## Exercise goal
Copy each line below without leaving any out.

## Records to use
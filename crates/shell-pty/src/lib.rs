//! PTY-backed device shells for remote-shell.
//!
//! Builds the `adb shell` invocation, spawns it inside a pty, and exposes
//! its output and exit as typed events.

pub mod events;
pub mod session;
pub mod shell;
pub mod terminal;
pub mod utf8;

pub use events::TerminalEvent;
pub use session::{NativePtySpawner, PtyError, PtyProcess};
pub use shell::{adb_program, resolve_adb, SpawnRequest};
pub use terminal::{SpawnedTerminal, TerminalHandle, TerminalSpawner};
pub use utf8::Utf8Decoder;
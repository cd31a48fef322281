//! Seams between the session controller and whatever actually runs the shell.

use tokio::sync::mpsc;

use crate::events::TerminalEvent;
use crate::session::PtyError;
use crate::shell::SpawnRequest;

/// A live terminal process owned by exactly one session.
pub trait TerminalHandle: Send {
    /// Write input (keystrokes, pasted text) to the process.
    fn write(&mut self, data: &[u8]) -> Result<(), PtyError>;

    /// Forcibly terminate the process.
    ///
    /// Killing a process that already exited returns an error, which callers
    /// are expected to tolerate.
    fn kill(&mut self) -> Result<(), PtyError>;

    /// Current geometry as (cols, rows).
    fn size(&self) -> (u16, u16);
}

/// A freshly spawned terminal: the handle plus its event stream.
pub struct SpawnedTerminal {
    pub handle: Box<dyn TerminalHandle>,
    pub events: mpsc::UnboundedReceiver<TerminalEvent>,
}

impl std::fmt::Debug for SpawnedTerminal {
    fn fmt(&self, f: &mut std::fmt::Formatter<'_>) -> std::fmt::Result {
        let (cols, rows) = self.handle.size();
        f.debug_struct("SpawnedTerminal")
            .field("size", &format!("{}x{}", cols, rows))
            .finish()
    }
}

/// Creates terminal processes.
pub trait TerminalSpawner: Send + Sync {
    fn spawn(&self, request: &SpawnRequest) -> Result<SpawnedTerminal, PtyError>;
}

## Reply
filename crates/shell-pty/src/lib.rs
//! PTY-backed device shells for remote-shell.
//!
//! Builds the `adb shell` invocation, spawns it inside a pty, and exposes
//! its output and exit as typed events.

pub mod events;
pub mod session;
pub mod shell;
pub mod terminal;
pub mod utf8;

pub use events::TerminalEvent;
pub use session::{NativePtySpawner, PtyError, PtyProcess};
pub use shell::{adb_program, resolve_adb, SpawnRequest};
pub use terminal::{SpawnedTerminal, TerminalHandle, TerminalSpawner};
pub use utf8::Utf8Decoder;
repository cd31a48fef322281
//! Seams between the session controller and whatever actually runs the shell.

use tokio::sync::mpsc;

use crate::events::TerminalEvent;
use crate::session::PtyError;
use crate::shell::SpawnRequest;

/// A live terminal process owned by exactly one session.
pub trait TerminalHandle: Send {
    /// Write input (keystrokes, pasted text) to the process.
    fn write(&mut self, data: &[u8]) -> Result<(), PtyError>;

    /// Forcibly terminate the process.
    ///
    /// Killing a process that already exited returns an error, which callers
    /// are expected to tolerate.
    fn kill(&mut self) -> Result<(), PtyError>;

    /// Current geometry as (cols, rows).
    fn size(&self) -> (u16, u16);
}

/// A freshly spawned terminal: the handle plus its event stream.
pub struct SpawnedTerminal {
    pub handle: Box<dyn TerminalHandle>,
    pub events: mpsc::UnboundedReceiver<TerminalEvent>,
}

impl std::fmt::Debug for SpawnedTerminal {
    fn fmt(&self, f: &mut std::fmt::Formatter<'_>) -> std::fmt::Result {
        let (cols, rows) = self.handle.size();
        f.debug_struct("SpawnedTerminal")
            .field("size", &format!("{}x{}", cols, rows))
            .finish()
    }
}

/// Creates terminal processes.
pub trait TerminalSpawner: Send + Sync {
    fn spawn(&self, request: &SpawnRequest) -> Result<SpawnedTerminal, PtyError>;
}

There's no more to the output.